Abstract

Simple SummaryComputer-aided segmentation and machine learning added values of clinical parameters and diffusion-weighted imaging radiomics for predicting nodal metastasis in endometrial cancer, with a diagnostic performance superior to criteria based on lymph node size or apparent diffusion coefficient.Precise risk stratification in lymphadenectomy is important for patients with endometrial cancer (EC), to balance the therapeutic benefit against the operation-related morbidity and mortality. We aimed to investigate added values of computer-aided segmentation and machine learning based on clinical parameters and diffusion-weighted imaging radiomics for predicting lymph node (LN) metastasis in EC. This prospective observational study included 236 women with EC (mean age ± standard deviation, 51.2 ± 11.6 years) who underwent magnetic resonance (MR) imaging before surgery during July 2010–July 2018, randomly split into training (n = 165) and test sets (n = 71). A decision-tree model was constructed based on mean apparent diffusion coefficient (ADC) value of the tumor (cutoff, 1.1 × 10−3 mm2/s), skewness of the relative ADC value (cutoff, 1.2), short-axis diameter of LN (cutoff, 1.7 mm) and skewness ADC value of the LN (cutoff, 7.2 × 10−2), as well as tumor grade (1 vs. 2 and 3), and clinical tumor size (cutoff, 20 mm). The sensitivity and specificity of the model were 94% and 80% for the training set and 86%, 78% for the independent testing set, respectively. The areas under the receiver operating characteristics curve (AUCs) of the decision-tree was 0.85—significantly higher than the mean ADC model (AUC = 0.54) and LN short-axis diameter criteria (AUC = 0.62) (both p < 0.0001).

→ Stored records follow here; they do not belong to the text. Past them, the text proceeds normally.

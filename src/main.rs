use std::path::PathBuf;
use std::process::ExitCode;

use clap::{Args, Parser, Subcommand};
use tracing::{debug, error};
use tracing_subscriber::EnvFilter;

use interlinear_reader::alignment::PhraseAligner;
use interlinear_reader::config::{self, Config, DEFAULT_CONFIG_FILE};
use interlinear_reader::error::{ReaderError, Result};
use interlinear_reader::navigation::{next_chapter, prev_chapter, resolve_view, table_of_contents};
use interlinear_reader::numerals::hebrew_to_number;
use interlinear_reader::parsing::load_document;
use interlinear_reader::render::{book_name, Renderer, PLACEHOLDER};
use interlinear_reader::search::{search, DEFAULT_LIMIT};
use interlinear_reader::state::{DisplayMode, ReaderState, Theme, View, FONT_STEP};
use interlinear_reader::state_io::{load_state_or, save_state};
use interlinear_reader::types::document::Document;

#[derive(Parser, Debug)]
#[command(name = "interlinear-reader", version, about = "Hebrew/English interlinear reader")]
struct Cli {
    /// TOML configuration file. Defaults apply when it does not exist.
    #[arg(long, global = true, default_value = DEFAULT_CONFIG_FILE)]
    config: PathBuf,

    /// Reading document (JSON). Overrides `data_file` from the config.
    #[arg(long, global = true)]
    data: Option<PathBuf>,

    /// Saved position and preferences. Overrides `state_file` from the config.
    #[arg(long, global = true)]
    state: Option<PathBuf>,

    #[command(subcommand)]
    command: Command,
}

#[derive(Subcommand, Debug)]
enum Command {
    /// Convert a Hebrew verse-number label to an integer.
    Numeral { label: String },
    /// Print the phrase chunks of a Hebrew verse, one per line.
    Chunk { text: String },
    /// Align a Hebrew verse with its translation.
    Align {
        source: String,
        #[arg(default_value = "")]
        translation: String,
        #[arg(long)]
        json: bool,
    },
    /// Render a chapter, front-matter section or the title page as HTML.
    Show(ShowArgs),
    /// Render the chapter after the saved position.
    Next {
        /// he, en, dual or inter.
        #[arg(long)]
        mode: Option<DisplayMode>,
    },
    /// Render the chapter before the saved position.
    Prev {
        /// he, en, dual or inter.
        #[arg(long)]
        mode: Option<DisplayMode>,
    },
    /// Search verse text.
    Search {
        query: String,
        #[arg(long, default_value_t = DEFAULT_LIMIT)]
        limit: usize,
    },
    /// Print the table of contents.
    Toc,
    /// Update the saved display preferences.
    Prefs {
        /// he, en, dual or inter.
        #[arg(long)]
        mode: Option<DisplayMode>,
        #[arg(long, conflicts_with = "font_down")]
        font_up: bool,
        #[arg(long)]
        font_down: bool,
        /// light or dark.
        #[arg(long)]
        theme: Option<Theme>,
    },
}

#[derive(Args, Debug)]
struct ShowArgs {
    /// Book number, starting at 1.
    #[arg(long, conflicts_with_all = ["front_matter", "title"])]
    book: Option<usize>,
    /// Chapter number within the book, starting at 1.
    #[arg(long, requires = "book")]
    chapter: Option<usize>,
    #[arg(long, conflicts_with = "title")]
    front_matter: Option<String>,
    #[arg(long)]
    title: bool,
    /// Display mode for this render only: he, en, dual or inter.
    #[arg(long)]
    mode: Option<DisplayMode>,
}

struct Session {
    config: Config,
    data_path: PathBuf,
    state_path: PathBuf,
    state: ReaderState,
}

impl Session {
    fn open(cli: &Cli) -> Result<Self> {
        let config = config::load_config_or_default(&cli.config)?;
        let data_path = cli.data.clone().unwrap_or_else(|| config.data_file.clone());
        let state_path = cli.state.clone().unwrap_or_else(|| config.state_file.clone());

        let state = load_state_or(&state_path, config.display.initial_state())?;
        debug!(data = %data_path.display(), state = %state_path.display(), "session opened");

        Ok(Self {
            config,
            data_path,
            state_path,
            state,
        })
    }

    fn aligner(&self) -> Result<PhraseAligner> {
        Ok(PhraseAligner::with_break_starters(
            self.config.chunker.break_starters()?,
        ))
    }

    fn document(&self) -> Result<Document> {
        load_document(&self.data_path)
    }

    fn save(&self) -> Result<()> {
        save_state(&self.state, &self.state_path)
    }

    /// Renders `view`, prints it and records it as the reading position.
    fn show(&mut self, doc: &Document, view: View, mode: Option<DisplayMode>) -> Result<()> {
        let renderer = Renderer::new(self.aligner()?);
        let mut view_state = self.state.view_state();
        if let Some(mode) = mode {
            view_state.mode = mode;
        }
        let html = renderer.render_view(doc, &view, &view_state)?;
        println!("{}", html);

        self.state.position = view;
        self.save()
    }
}

fn one_based(value: usize, what: &str) -> Result<usize> {
    value
        .checked_sub(1)
        .ok_or_else(|| ReaderError::NotFound(format!("{} 0 (numbering starts at 1)", what)))
}

fn run(cli: Cli) -> Result<()> {
    let mut session = Session::open(&cli)?;

    match cli.command {
        Command::Numeral { label } => {
            println!("{}", hebrew_to_number(&label));
        }
        Command::Chunk { text } => {
            for chunk in session.aligner()?.chunker().chunk(&text) {
                println!("{}", chunk);
            }
        }
        Command::Align {
            source,
            translation,
            json,
        } => {
            let groups = session.aligner()?.align(&source, &translation);
            if json {
                println!("{}", serde_json::to_string_pretty(&groups)?);
            } else {
                for group in &groups {
                    let source = if group.has_source() {
                        group.source_phrase.as_str()
                    } else {
                        PLACEHOLDER
                    };
                    println!("{} ⟷ {}", source, group.translation_phrase);
                }
            }
        }
        Command::Show(args) => {
            let doc = session.document()?;
            let view = if let Some(book) = args.book {
                View::Chapter {
                    book: one_based(book, "book")?,
                    chapter: one_based(args.chapter.unwrap_or(1), "chapter")?,
                }
            } else if let Some(id) = args.front_matter {
                View::FrontMatter { id }
            } else if args.title {
                View::Title
            } else {
                resolve_view(&doc, &session.state.position)
            };
            session.show(&doc, view, args.mode)?;
        }
        Command::Next { mode } => {
            let doc = session.document()?;
            let target = match resolve_view(&doc, &session.state.position) {
                View::Chapter { book, chapter } => next_chapter(&doc, book, chapter)
                    .ok_or_else(|| ReaderError::NotFound("chapter after the last one".into()))?,
                _ => first_chapter(&doc)
                    .ok_or_else(|| ReaderError::NotFound("document has no chapters".into()))?,
            };
            session.show(&doc, chapter_view(target), mode)?;
        }
        Command::Prev { mode } => {
            let doc = session.document()?;
            let target = match resolve_view(&doc, &session.state.position) {
                View::Chapter { book, chapter } => prev_chapter(&doc, book, chapter)
                    .ok_or_else(|| ReaderError::NotFound("chapter before the first one".into()))?,
                _ => {
                    return Err(ReaderError::NotFound(
                        "saved position is not a chapter".into(),
                    ))
                }
            };
            session.show(&doc, chapter_view(target), mode)?;
        }
        Command::Search { query, limit } => {
            let doc = session.document()?;
            for hit in search(&doc, &query, limit) {
                println!("{}\t{}", hit.reference, hit.preview_line());
            }
        }
        Command::Toc => {
            let doc = session.document()?;
            let mode = session.state.lang;
            let toc = table_of_contents(&doc, |book| book_name(book, mode));
            for fm in &toc.front_matter {
                println!("{}\t{}", fm.id, fm.label);
            }
            for book in &toc.books {
                if book.chapters.is_empty() {
                    println!("{}.\t{}", book.index + 1, book.name);
                } else {
                    println!("{}.\t{}\t[{}]", book.index + 1, book.name, book.chapters.join(" "));
                }
            }
        }
        Command::Prefs {
            mode,
            font_up,
            font_down,
            theme,
        } => {
            if let Some(mode) = mode {
                session.state.lang = mode;
            }
            if font_up {
                session.state.adjust_font(FONT_STEP);
            }
            if font_down {
                session.state.adjust_font(-FONT_STEP);
            }
            if let Some(theme) = theme {
                session.state.theme = theme;
            }
            session.save()?;
            println!("{}", serde_json::to_string_pretty(&session.state)?);
        }
    }
    Ok(())
}

fn first_chapter(doc: &Document) -> Option<(usize, usize)> {
    doc.books
        .iter()
        .position(|b| !b.chapters.is_empty())
        .map(|b| (b, 0))
}

fn chapter_view((book, chapter): (usize, usize)) -> View {
    View::Chapter { book, chapter }
}

fn init_tracing() {
    let filter = EnvFilter::try_from_default_env().unwrap_or_else(|_| EnvFilter::new("warn"));
    tracing_subscriber::fmt()
        .with_env_filter(filter)
        .with_writer(std::io::stderr)
        .init();
}

fn main() -> ExitCode {
    init_tracing();
    let cli = Cli::parse();
    debug!(config = %cli.config.display(), "starting");

    match run(cli) {
        Ok(()) => ExitCode::SUCCESS,
        Err(e) => {
            error!(error = %e, "command failed");
            eprintln!("error: {}", e);
            ExitCode::FAILURE
        }
    }
}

We concluded that a combination of clinical and MR radiomics generates a prediction model for LN metastasis in EC, with diagnostic performance surpassing the conventional ADC and size criteria.

Highlights

  • Endometrial cancer (EC) is one of the most common gynecological malignancies worldwide

  • The aim of this study was to investigate added values of computer-aided segmentation and machine learning based on clinical parameters and diffusion-weighted imaging radiomics for predicting nodal metastasis in endometrial cancer

  • The sensitivity of the RadSignature for detecting lymph node (LN) metastasis (100%) was significantly higher than that of the apparent diffusion coefficient (ADC) (44%, p = 0.0001) or SA model (76%, p = 0.0313)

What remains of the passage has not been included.